Work instructions :: Report only the number of lines in the entries below that hold the word "SettlementMode".

Input ::
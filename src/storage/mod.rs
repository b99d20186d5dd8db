// SPDX-License-Identifier: AGPL-3.0-or-later
//
// Copyright (C) 2026 Relational Network

//! # Ledger Store
//!
//! Durable persistence of accounts and log entries.
//!
//! ## Atomicity Model
//!
//! Every mutation runs inside [`LedgerStore::write`]. The closure receives a
//! transaction handle; if it returns `Ok` all of its writes commit together,
//! if it returns `Err` (or the store fails mid-way) none of them do. Writers
//! are serialized, so a read-check-write sequence inside one closure can never
//! observe a stale balance.
//!
//! ## Backends
//!
//! - [`RedbLedgerStore`] - embedded ACID database (production)
//! - [`MemoryLedgerStore`] - copy-on-write in-process state (tests, tooling)

pub mod memory;
pub mod redb_store;

pub use memory::MemoryLedgerStore;
pub use redb_store::RedbLedgerStore;

use crate::ledger::{
    Account, AccountId, LedgerError, LedgerResult, LogEntry, LogId, NewAccount, NewLogEntry,
};

/// Error type for store operations.
#[derive(Debug, thiserror::Error)]
pub enum StoreError {
    #[error("redb error: {0}")]
    Redb(#[from] redb::Error),

    #[error("redb database error: {0}")]
    RedbDatabase(#[from] redb::DatabaseError),

    #[error("redb transaction error: {0}")]
    RedbTransaction(#[from] redb::TransactionError),

    #[error("redb table error: {0}")]
    RedbTable(#[from] redb::TableError),

    #[error("redb storage error: {0}")]
    RedbStorage(#[from] redb::StorageError),

    #[error("redb commit error: {0}")]
    RedbCommit(#[from] redb::CommitError),

    #[error("serialization error: {0}")]
    Serde(#[from] serde_json::Error),

    #[error("I/O error: {0}")]
    Io(#[from] std::io::Error),

    /// Store state violates an invariant (dangling index, lock poisoned)
    #[error("store inconsistency: {0}")]
    Inconsistent(String),
}

pub type StoreResult<T> = Result<T, StoreError>;

impl From<StoreError> for LedgerError {
    fn from(e: StoreError) -> Self {
        LedgerError::Storage(e.to_string())
    }
}

/// Read access to ledger state.
pub trait LedgerView {
    fn account(&self, id: AccountId) -> StoreResult<Option<Account>>;

    /// All accounts in id order.
    fn accounts(&self) -> StoreResult<Vec<Account>>;

    fn entry(&self, id: LogId) -> StoreResult<Option<LogEntry>>;

    /// Entries owned by `account_id`, newest first, capped at `limit` if given.
    fn entries_for_account(
        &self,
        account_id: AccountId,
        limit: Option<usize>,
    ) -> StoreResult<Vec<LogEntry>>;

    /// Every entry whose `value_date` is still unset, oldest first.
    fn pending_entries(&self) -> StoreResult<Vec<LogEntry>>;
}

/// Write access inside one atomic unit.
pub trait LedgerTxn: LedgerView {
    /// Insert an account, assigning its id and `created_at`.
    fn insert_account(&mut self, new: NewAccount) -> StoreResult<Account>;

    /// Overwrite an existing account row.
    fn put_account(&mut self, account: &Account) -> StoreResult<()>;

    /// Append a log entry, assigning its id and a `created_at` that is never
    /// earlier than any previously stored entry.
    fn insert_entry(&mut self, new: NewLogEntry) -> StoreResult<LogEntry>;

    /// Overwrite an existing entry row (settlement fields only change here).
    fn put_entry(&mut self, entry: &LogEntry) -> StoreResult<()>;
}

/// A ledger persistence backend.
pub trait LedgerStore: Send + Sync {
    /// Run `op` against a consistent snapshot.
    fn read<T>(&self, op: impl FnOnce(&dyn LedgerView) -> LedgerResult<T>) -> LedgerResult<T>;

    /// Run `op` as a single atomic, serialized unit of work.
    fn write<T>(&self, op: impl FnOnce(&mut dyn LedgerTxn) -> LedgerResult<T>)
        -> LedgerResult<T>;
}
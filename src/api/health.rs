// SPDX-License-Identifier: AGPL-3.0-or-later
//
// Copyright (C) 2026 Relational Network

use axum::{extract::State, http::StatusCode, Json};
use serde::Serialize;
use utoipa::ToSchema;

use crate::auth::CacheStats;
use crate::ledger::SettlementMode;
use crate::state::AppState;

/// Health check response with individual component status.
#[derive(Debug, Serialize, ToSchema)]
pub struct ReadyResponse {
    /// Overall health status ("ok" or "degraded").
    pub status: String,
    /// Individual health checks and their results.
    pub checks: HealthChecks,
}

/// Individual health check results.
#[derive(Debug, Serialize, ToSchema)]
pub struct HealthChecks {
    /// Whether the service process is running.
    pub service: String,
    /// Whether the ledger database answers reads.
    pub ledger_db: String,
    /// Identity cache counters.
    pub identity_cache: CacheStats,
    pub settlement_mode: SettlementMode,
}

/// Simple health check response for liveness probes.
#[derive(Debug, Serialize, ToSchema)]
pub struct HealthResponse {
    pub status: String,
}

/// Health check endpoint handler.
///
/// Returns 200 if all checks pass, 503 if any check fails.
#[utoipa::path(
    get,
    path = "/health",
    tag = "Health",
    responses(
        (status = 200, description = "Service is healthy", body = ReadyResponse),
        (status = 503, description = "Service is unhealthy", body = ReadyResponse)
    )
)]
pub async fn health(State(state): State<AppState>) -> (StatusCode, Json<ReadyResponse>) {
    let db_ok = match state.ledger.store().check() {
        Ok(()) => true,
        Err(e) => {
            tracing::warn!(error = %e, "Ledger database health check failed");
            false
        }
    };

    let response = ReadyResponse {
        status: if db_ok { "ok" } else { "degraded" }.to_string(),
        checks: HealthChecks {
            service: "ok".to_string(),
            ledger_db: if db_ok { "ok" } else { "unavailable" }.to_string(),
            identity_cache: state.identity.cache().stats(),
            settlement_mode: state.ledger.mode(),
        },
    };

    let status = if db_ok {
        StatusCode::OK
    } else {
        StatusCode::SERVICE_UNAVAILABLE
    };

    (status, Json(response))
}

/// Liveness probe handler.
///
/// Always returns 200 if the process is running.
/// Does not check dependencies - use readiness for that.
#[utoipa::path(
    get,
    path = "/health/live",
    tag = "Health",
    responses(
        (status = 200, description = "Service is alive", body = HealthResponse)
    )
)]
pub async fn liveness() -> Json<HealthResponse> {
    Json(HealthResponse {
        status: "ok".to_string(),
    })
}

/// Readiness probe handler.
///
/// Returns 200 only if all dependencies are available.
#[utoipa::path(
    get,
    path = "/health/ready",
    tag = "Health",
    responses(
        (status = 200, description = "Service is ready", body = ReadyResponse),
        (status = 503, description = "Service is not ready", body = ReadyResponse)
    )
)]
pub async fn readiness(state: State<AppState>) -> (StatusCode, Json<ReadyResponse>) {
    health(state).await
}
//! Shared application state.

#[cfg(not(target_env = "msvc"))]
use tikv_jemallocator::Jemalloc;

#[cfg(not(target_env = "msvc"))]
#[global_allocator]
static GLOBAL: Jemalloc = Jemalloc;

use std::sync::{Arc, Mutex};

use hostmon_core::alert::AlertResult;
use hostmon_core::collector::{Collector, FileSystem};
use hostmon_core::config::ThresholdMap;
use hostmon_core::model::CounterSnapshot;

use crate::metrics::AgentMetrics;

#[cfg(target_os = "linux")]
pub(crate) type AgentFs = hostmon_core::collector::RealFs;
#[cfg(not(target_os = "linux"))]
pub(crate) type AgentFs = hostmon_core::collector::MockFs;

/// Everything the tick loop mutates, behind one lock.
///
/// The baseline is the previous tick's snapshot; rates are computed against
/// it and it is only replaced on a successful tick, so an invalid sampling
/// interval never discards it.
pub(crate) struct AgentInner<F: FileSystem = AgentFs> {
    pub(crate) collector: Collector<F>,
    pub(crate) baseline: Option<CounterSnapshot>,
    pub(crate) thresholds: ThresholdMap,
    pub(crate) metrics: AgentMetrics,
    pub(crate) tick_count: u64,
    pub(crate) last_alert: Option<AlertResult>,
}

impl<F: FileSystem> AgentInner<F> {
    pub(crate) fn new(collector: Collector<F>, thresholds: ThresholdMap) -> Self {
        Self {
            collector,
            baseline: None,
            thresholds,
            metrics: AgentMetrics::new().expect("failed to build metrics registry"),
            tick_count: 0,
            last_alert: None,
        }
    }
}

pub(crate) type SharedState = Arc<Mutex<AgentInner>>;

Your response :: 2